Major investments were from companies such as U.S. chip maker Micron Technology, which announced that it would spend 1.5 billion ringgit over five years on a new solid-state drive assembly and test facility. Other major investors were American firm Jabil Circuit and British medical device maker Smith+Nephew.
According to InvestPenang Chief Executive Officer Loo Lee Lian, Malaysia’s E&E exports from January-August rose 0.7 per cent on the year to RM247.6 billion, while total exports slipped 0.4 per cent to RM650.8 billion.
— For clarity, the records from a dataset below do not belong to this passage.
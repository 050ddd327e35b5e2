//! Sample-rate conversion for the capture pipeline
//!
//! Converts captured audio from the device rate to the service rate
//! (typically 16 kHz) with a deterministic box filter: each output sample is
//! the mean of the input samples falling into its window. There is no
//! anti-aliasing filter; this trades some fidelity for exact, reproducible
//! output, which is sufficient for speech recognition input.

use tracing::debug;

/// Target sample rate expected by the captioning service
pub const SERVICE_SAMPLE_RATE: u32 = 16_000;

/// Resample `input` from `input_rate` to `output_rate`.
///
/// The output length is `round(input.len() / ratio)` where
/// `ratio = input_rate / output_rate`. Output sample `i` is the mean of the
/// input window `[floor(i * ratio), ceil((i + 1) * ratio))`, clipped to the
/// input; an empty window produces 0.0. Equal rates return the input
/// unchanged.
///
/// # Example
/// ```
/// use livecap::audio::resampler::resample;
///
/// let input = vec![1.0f32; 4096];
/// let output = resample(&input, 48_000, 16_000);
/// assert_eq!(output.len(), 1365); // round(4096 / 3)
/// ```
pub fn resample(input: &[f32], input_rate: u32, output_rate: u32) -> Vec<f32> {
    if input_rate == output_rate {
        return input.to_vec();
    }

    let ratio = input_rate as f64 / output_rate as f64;
    let output_len = (input.len() as f64 / ratio).round() as usize;
    let mut output = Vec::with_capacity(output_len);

    for i in 0..output_len {
        let start = (i as f64 * ratio).floor() as usize;
        let end = ((i + 1) as f64 * ratio).ceil() as usize;

        let mut sum = 0.0f64;
        let mut count = 0usize;
        for &sample in input.iter().take(end.min(input.len())).skip(start) {
            sum += sample as f64;
            count += 1;
        }

        output.push(if count > 0 {
            (sum / count as f64) as f32
        } else {
            0.0
        });
    }

    debug!(
        input_len = input.len(),
        output_len = output.len(),
        input_rate,
        output_rate,
        "Resampled frame"
    );

    output
}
Electronics exports from other countries such as South Korea and Singapore have plunged in recent months.
According to the Malaysian Investment Development Authority (MIDA), the U.S. replaced China as the largest source of approved foreign investment in Malaysia over the first nine months of 2019, spending US$5.9 bil, over six times up from US$889 mil a year earlier, whilst Chinese investments meanwhile halved to US$1.7 bil from US$3.5 bil in the previous year.
“The tariffs imposed on China raises the possibility of trade and investment diversion to Malaysia,” said MIDA spokesman Zalina Zainol, adding that Malaysia’s government was focused on sectors with high growth potential and low labour-intensity, including the chemical industry and producers of machinery, medical devices and aerospace.
Another benefit of Penang is that many semiconductor and other electronics products from Malaysia are exempt from U.S. tariffs, unlike the 25% rate for China.